Rapid Synthesis in a Microcombustion Environment and Transfer Process Development for Few Layer Graphene

Abstract

Graphene is a nanomaterial that consists of a carbon monolayer (one atom thick) arranged in the graphitic structure. Since the 2004 discovery of graphene as a material useful for applications using nanotechnology, there has been significant interest in the synthesis and applications of graphene. Possible applications focus on areas that utilize the excellent properties of graphene for high electrical conductivity, stronger composite materials, and increased rate of fluid flow through graphene. However, current methods for synthesis are either not easily scalable for industrial production or require complex, slow, and expensive methods. Recent work has shown that microcombustion presents a novel, rapid, and efficient method for targeted graphene synthesis.

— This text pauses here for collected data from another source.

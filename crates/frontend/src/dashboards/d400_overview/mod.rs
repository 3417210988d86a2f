pub mod api;
pub mod ui;

pub use ui::dashboard::OverviewDashboard;
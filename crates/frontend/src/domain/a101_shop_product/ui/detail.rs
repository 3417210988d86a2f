use contracts::domain::a101_shop_product::{ShopProductDetail, ShopProductId};
use leptos::prelude::*;

use super::super::api;
use crate::shared::components::modal::Modal;
use crate::shared::format::{format_datetime, format_price};

/// Product detail modal. Mounts immediately and fills in once the detail
/// endpoint answers.
#[component]
pub fn ShopProductDetailModal(id: ShopProductId, on_close: Callback<()>) -> impl IntoView {
    let (detail, set_detail) = signal(Option::<ShopProductDetail>::None);
    let (error, set_error) = signal(Option::<String>::None);

    leptos::task::spawn_local(async move {
        match api::fetch_product_detail(id).await {
            Ok(data) => set_detail.set(Some(data)),
            Err(e) => set_error.set(Some(e)),
        }
    });

    let title = "Product".to_string();

    view! {
        <Modal title=title on_close=on_close>
            {move || {
                if let Some(e) = error.get() {
                    return view! { <div class="detail-error">{format!("Error: {e}")}</div> }
                        .into_any();
                }
                match detail.get() {
                    None => view! { <div class="detail-loading">"Loading..."</div> }.into_any(),
                    Some(data) => {
                        let currency = data.product.currency.clone();
                        view! {
                            <div class="detail-grid">
                                <div class="detail-field">
                                    <span class="detail-field__label">"SKU"</span>
                                    <span>{data.product.sku.clone()}</span>
                                </div>
                                <div class="detail-field">
                                    <span class="detail-field__label">"Title"</span>
                                    <span>{data.product.title.clone()}</span>
                                </div>
                                <div class="detail-field">
                                    <span class="detail-field__label">"Vendor"</span>
                                    <span>
                                        {data.product.vendor.clone().unwrap_or_else(|| "-".to_string())}
                                    </span>
                                </div>
                                <div class="detail-field">
                                    <span class="detail-field__label">"Price"</span>
                                    <span>{format_price(data.product.price, &currency)}</span>
                                </div>
                                <div class="detail-field">
                                    <span class="detail-field__label">"Stock"</span>
                                    <span>{data.product.inventory_quantity}</span>
                                </div>
                                <div class="detail-field">
                                    <span class="detail-field__label">"Mappings"</span>
                                    <span>{data.mapping_count}</span>
                                </div>
                                <div class="detail-field">
                                    <span class="detail-field__label">"Updated"</span>
                                    <span>{format_datetime(&data.product.updated_at)}</span>
                                </div>
                            </div>
                            {data.description.clone().map(|text| {
                                view! { <p class="detail-description">{text}</p> }
                            })}
                            {(!data.variants.is_empty()).then(|| {
                                view! {
                                    <table class="table table--compact">
                                        <thead>
                                            <tr>
                                                <th class="table__header">"Variant"</th>
                                                <th class="table__header">"SKU"</th>
                                                <th class="table__header table__header--numeric">"Price"</th>
                                                <th class="table__header table__header--numeric">"Stock"</th>
                                            </tr>
                                        </thead>
                                        <tbody>
                                            {data
                                                .variants
                                                .iter()
                                                .map(|variant| {
                                                    view! {
                                                        <tr>
                                                            <td>{variant.title.clone()}</td>
                                                            <td>{variant.sku.clone()}</td>
                                                            <td class="table__cell--numeric">
                                                                {format_price(variant.price, &currency)}
                                                            </td>
                                                            <td class="table__cell--numeric">
                                                                {variant.inventory_quantity}
                                                            </td>
                                                        </tr>
                                                    }
                                                })
                                                .collect::<Vec<_>>()}
                                        </tbody>
                                    </table>
                                }
                            })}
                        }
                        .into_any()
                    }
                }
            }}
        </Modal>
    }
}
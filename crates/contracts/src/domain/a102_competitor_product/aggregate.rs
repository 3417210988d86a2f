use serde::{Deserialize, Serialize};
use uuid::Uuid;

use crate::domain::a101_shop_product::ShopProductId;

#[derive(Debug, Clone, Copy, PartialEq, Eq, Hash, Serialize, Deserialize)]
pub struct CompetitorProductId(pub Uuid);

impl CompetitorProductId {
    pub fn value(&self) -> Uuid {
        self.0
    }
}

impl std::fmt::Display for CompetitorProductId {
    fn fmt(&self, f: &mut std::fmt::Formatter<'_>) -> std::fmt::Result {
        self.0.fmt(f)
    }
}

/// A competitor listing as the scraper last saw it.
#[derive(Debug, Clone, PartialEq, Serialize, Deserialize)]
#[serde(rename_all = "camelCase")]
pub struct CompetitorProduct {
    pub id: CompetitorProductId,
    /// Which competitor catalog this row came from, e.g. "snkrdunk".
    pub source: String,
    /// Listing id inside the competitor catalog.
    pub external_id: String,
    pub title: String,
    pub price: f64,
    pub currency: String,
    pub in_stock: bool,
    /// Shop product this listing is mapped to, when a mapping exists.
    pub shop_product_ref: Option<ShopProductId>,
    /// Our own price for the mapped product, denormalized by the backend.
    pub shop_price: Option<f64>,
    pub last_seen_at: Option<chrono::DateTime<chrono::Utc>>,
}

impl CompetitorProduct {
    /// Percentage gap of the competitor price relative to our price.
    /// Positive means the competitor is more expensive.
    pub fn price_gap_percent(&self) -> Option<f64> {
        let ours = self.shop_price?;
        if ours == 0.0 {
            return None;
        }
        Some((self.price - ours) / ours * 100.0)
    }
}

#[cfg(test)]
mod tests {
    use super::*;
    use uuid::Uuid;

    fn listing(price: f64, shop_price: Option<f64>) -> CompetitorProduct {
        CompetitorProduct {
            id: CompetitorProductId(Uuid::nil()),
            source: "snkrdunk".to_string(),
            external_id: "SNK-1".to_string(),
            title: "Test listing".to_string(),
            price,
            currency: "JPY".to_string(),
            in_stock: true,
            shop_product_ref: None,
            shop_price,
            last_seen_at: None,
        }
    }

    #[test]
    fn gap_is_relative_to_our_price() {
        assert_eq!(listing(120.0, Some(100.0)).price_gap_percent(), Some(20.0));
        assert_eq!(listing(80.0, Some(100.0)).price_gap_percent(), Some(-20.0));
    }

    #[test]
    fn gap_undefined_without_a_mapped_price() {
        assert_eq!(listing(120.0, None).price_gap_percent(), None);
        assert_eq!(listing(120.0, Some(0.0)).price_gap_percent(), None);
    }

    #[test]
    fn wire_names_are_camel_case() {
        let json = serde_json::to_value(listing(120.0, Some(100.0))).unwrap();
        assert!(json.get("externalId").is_some());
        assert!(json.get("inStock").is_some());
        assert!(json.get("shopPrice").is_some());
        assert!(json.get("external_id").is_none());
    }
}
use contracts::dashboards::d400_overview::DashboardSummary;
use contracts::domain::a106_scan_log::ScanLog;

use crate::shared::api::get_json;

pub async fn fetch_summary() -> Result<DashboardSummary, String> {
    get_json("/api/v1/dashboard/summary").await
}

pub async fn fetch_recent_scans() -> Result<Vec<ScanLog>, String> {
    get_json("/api/v1/scan-logs/recent").await
}
use serde::{Deserialize, Serialize};

/// How proposed prices are rounded before being written to the shop.
#[derive(Debug, Clone, Copy, PartialEq, Eq, Serialize, Deserialize)]
#[serde(rename_all = "camelCase")]
pub enum PriceRounding {
    None,
    /// Round down to a ...99 ending.
    EndNinetyNine,
    /// Round to the nearest multiple of ten.
    NearestTen,
}

impl PriceRounding {
    pub fn label(&self) -> &'static str {
        match self {
            PriceRounding::None => "No rounding",
            PriceRounding::EndNinetyNine => "End with 99",
            PriceRounding::NearestTen => "Nearest 10",
        }
    }

    pub const ALL: [PriceRounding; 3] = [
        PriceRounding::None,
        PriceRounding::EndNinetyNine,
        PriceRounding::NearestTen,
    ];
}

/// Tool-wide knobs edited on the settings tab, stored by the backend.
#[derive(Debug, Clone, PartialEq, Serialize, Deserialize)]
#[serde(rename_all = "camelCase")]
pub struct AppSettings {
    pub scan_interval_minutes: u32,
    pub price_rounding: PriceRounding,
    /// Plans proposing a margin below this floor are flagged, percent.
    pub margin_floor_percent: f64,
    pub auto_apply_plans: bool,
    pub notify_email: Option<String>,
}

impl Default for AppSettings {
    fn default() -> Self {
        Self {
            scan_interval_minutes: 120,
            price_rounding: PriceRounding::None,
            margin_floor_percent: 10.0,
            auto_apply_plans: false,
            notify_email: None,
        }
    }
}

The objective of this undergraduate honors project is to deposit few layer graphene (FLG) on Cu (copper) wires and then transfer these to a silicon substrate for application in a biosensor towards prostate cancer cell detection. Several experimental methods for transferring FLG layers from Cu wires were compared and evaluated. After each test, Si samples were analyzed using Raman spectroscopy to check for chemical integrity and scanning electron microscopy (SEM) to identify size and structure. Each method had pros and cons. For instance, chemical etching of Cu wires adhered to Si substrates with adhesive led to Si fouled by etched particles and adhesive residue. Attempts to dissolve the adhesive by solvent treatment led to encapsulation of FLG layers with the adhesive. Sonicating Cu wires to release FLG followed by filter collection has shown ability to collect small flakes with size yet to be determined. Unfortunately, filter capture requires a high degree of precision and an elaborate set-up to achieve successful transfer. Due to these obstacles, successful transfer and implementation of FLG into an application was not achieved. Additional work is required to further the work and results seen in the project and create a robust transfer process for the FLG flakes.